Always build your URL by encoding individual values and then assembling them with the proper delimiters.

Nested URLs as Parameter Values

A common scenario is passing a URL as a query parameter value -- for example, a redirect URL or a callback URL. The entire nested URL must be encoded:

// Original callback URL:
https://myapp.com/callback?status=ok

// Nested as a query parameter value:
https://auth.example.com/login?redirect=https%3A%2F%2Fmyapp.com%2Fcallback%3Fstatus%3Dok

The nested URL's ://, /, ?, and = must all be encoded so they are not interpreted as part of the outer URL's structure.

6. International Characters and UTF-8

The web is global, and URLs frequently contain non-ASCII characters -- accented letters in European languages, ideographs in Chinese, Japanese, and Korean, Arabic and Cyrillic scripts, and even emoji. URL encoding handles all of these through UTF-8.

The IRI Standard

RFC 3987 defines Internationalized Resource Identifiers (IRIs), which extend URIs to allow Unicode characters directly. An IRI is converted to a URI by percent-encoding all non-ASCII characters using their UTF-8 byte sequences. Modern browsers display IRIs in the address bar for readability but transmit the percent-encoded URI form over HTTP.

UTF-8 Encoding in URLs

When a non-ASCII character needs to appear in a URL, the standard process is:

Convert the character to its Unicode code point.
Encode the code point using UTF-8, producing 1 to 4 bytes.
Percent-encode each byte individually.

Character: cafe with accent (café)
  é = U+00E9
  UTF-8: C3 A9
  URL: caf%C3%A9

Character: Tokyo in Japanese (東京)
  東 = U+6771 -> UTF-8: E6 9D B1 -> %E6%9D%B1
  京 = U+4EAC -> UTF-8: E4 BA AC -> %E4%BA%AC
  URL: %E6%9D%B1%E4%BA%AC

Character: Smiley emoji (😀)
  😀 = U+1F600 -> UTF-8: F0 9F 98 80 -> %F0%9F%98%80

Internationalized Domain Names (IDN)

Domain names use a different encoding system called Punycode (defined in RFC 3492) rather than percent encoding. An internationalized domain name is converted to an ASCII-compatible encoding (ACE) with an xn-- prefix:

Unicode domain:    münchen.de
Punycode (ACE):    xn--mnchen-3ya.de

Unicode domain:    例え.jp
Punycode (ACE):    xn--r8jz45g.jp

Modern browsers display the Unicode form in the address bar but resolve the Punycode form through DNS. This distinction is important: domain names use Punycode, while path and query components use percent-encoded UTF-8.

Legacy Encodings

Before UTF-8 became the standard, web pages used various character encodings (ISO-8859-1, Windows-1252, Shift_JIS, EUC-KR, etc.), and form data was encoded using the page's character encoding. This led to ambiguity -- the same percent-encoded sequence could represent different characters depending on the assumed encoding. Today, UTF-8 is the universal standard for URL encoding, and modern specifications explicitly require UTF-8. If you encounter legacy systems that use other encodings, convert to UTF-8 at the boundary.
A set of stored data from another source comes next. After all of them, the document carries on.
//! Errors surfaced by the `warden` binary.

use thiserror::Error;
use warden_core::error::WardenError;
use warden_db::DbError;

#[derive(Debug, Error)]
pub enum CliError {
    #[error("cannot read {path}: {source}")]
    ReadConfig {
        path: String,
        source: std::io::Error,
    },

    #[error("invalid config {path}: {source}")]
    ParseConfig {
        path: String,
        source: toml::de::Error,
    },

    #[error(transparent)]
    Db(#[from] DbError),

    #[error(transparent)]
    Warden(#[from] WardenError),

    #[error("cannot encode output: {0}")]
    Output(#[from] serde_json::Error),
}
7. URL Encoding in Different Languages

Every major programming language provides built-in functions for URL encoding and decoding. However, the functions differ in subtle but important ways. Choosing the right function is critical for correct behavior.

JavaScript

// encodeURIComponent -- use for encoding parameter values
encodeURIComponent("hello world & goodbye")
// "hello%20world%20%26%20goodbye"

// decodeURIComponent -- decode a single component
decodeURIComponent("hello%20world%20%26%20goodbye")
// "hello world & goodbye"

// encodeURI -- use for encoding a full URI (preserves : / ? # & =)
encodeURI("https://example.com/path?q=hello world")
// "https://example.com/path?q=hello%20world"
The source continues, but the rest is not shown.